David Walker was a black abolitionist and publisher born in Wilmington, North Carolina, in 1785. He was the son of a slave father and free mother. Since Walker’s mother was a free woman of color, he grew up free as well. Walker obtained an education and later traveled throughout the country.
He settled in Boston, where he became involved in the abolitionist movement and was a frequent contributor to Freedom’s Journal, an anti-slavery weekly publication. Walker became involved with the Massachusetts General Colored Association, an organization opposed to slavery and racism. He began to share his views in speeches throughout the state.
During the 1820s, he opened a secondhand clothing store on the Boston waterfront. Through this business, he could purchase clothes taken from sailors in exchange for a drink, and then resell them to seamen about to embark.
The pockets of the garments would be concealed with copies of his Appeal, which he reasoned would reach Southern ports and pass through the hands of other used-clothing dealers. He would also get other Black seamen to pass out pamphlets directly.
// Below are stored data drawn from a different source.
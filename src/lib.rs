// lib.rs - Main library file that exports all modules
pub mod chat;
pub mod config;
pub mod error;
pub mod gemini_client;
pub mod handlers;
pub mod middleware;
pub mod provider;
pub mod script;
pub mod storyboard;
#[cfg(any(test, feature = "test-support"))]
pub mod testing;
pub mod types;

use axum::{Extension, Router};
use std::sync::Arc;
use tower_http::cors::CorsLayer;

pub use types::*;

/// Model names reported by `/api/status`
#[derive(Debug, Clone)]
pub struct ModelInfo {
    pub text: String,
    pub image: String,
    pub chat: String,
}

impl From<&config::AppConfig> for ModelInfo {
    fn from(config: &config::AppConfig) -> Self {
        Self {
            text: config.text_model.clone(),
            image: config.image_model.clone(),
            chat: config.chat_model.clone(),
        }
    }
}

// AppState holds the storyboard orchestrator and the lazily started chat session,
// both backed by the same provider
pub struct AppState {
    pub orchestrator: storyboard::StoryboardOrchestrator,
    pub chat: chat::SharedChat,
    pub models: ModelInfo,
}

impl AppState {
    pub fn new(provider: Arc<dyn provider::GenerativeProvider>, models: ModelInfo) -> Self {
        Self {
            orchestrator: storyboard::StoryboardOrchestrator::new(provider.clone()),
            chat: chat::SharedChat::new(provider),
            models,
        }
    }
}

/// Build the application with all routes and shared state
pub fn build_router(state: Arc<AppState>) -> Router {
    Router::new()
        .merge(handlers::script::script_routes())
        .merge(handlers::storyboard::storyboard_routes())
        .merge(handlers::chat::chat_routes())
        .merge(handlers::status::status_routes())
        .layer(axum::middleware::from_fn(
            middleware::logging::request_logging_middleware,
        ))
        .layer(CorsLayer::permissive())
        .layer(Extension(state))
}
When the smuggled pamphlets began to appear in the South, the states reacted with legislation prohibiting the circulation of abolitionist literature, in addition to forbidding slaves to learn to read and write. Warned that his life was in danger, Walker refused to flee to Canada. His body was found soon afterward near his shop, and many believed he had been poisoned.
His “Appeal for a Slave Revolt” was widely reprinted after his death and accepted by a small minority of abolitionists. Most anti-slavery leaders and free blacks rejected his call for violence at the time. Walker died in 1830.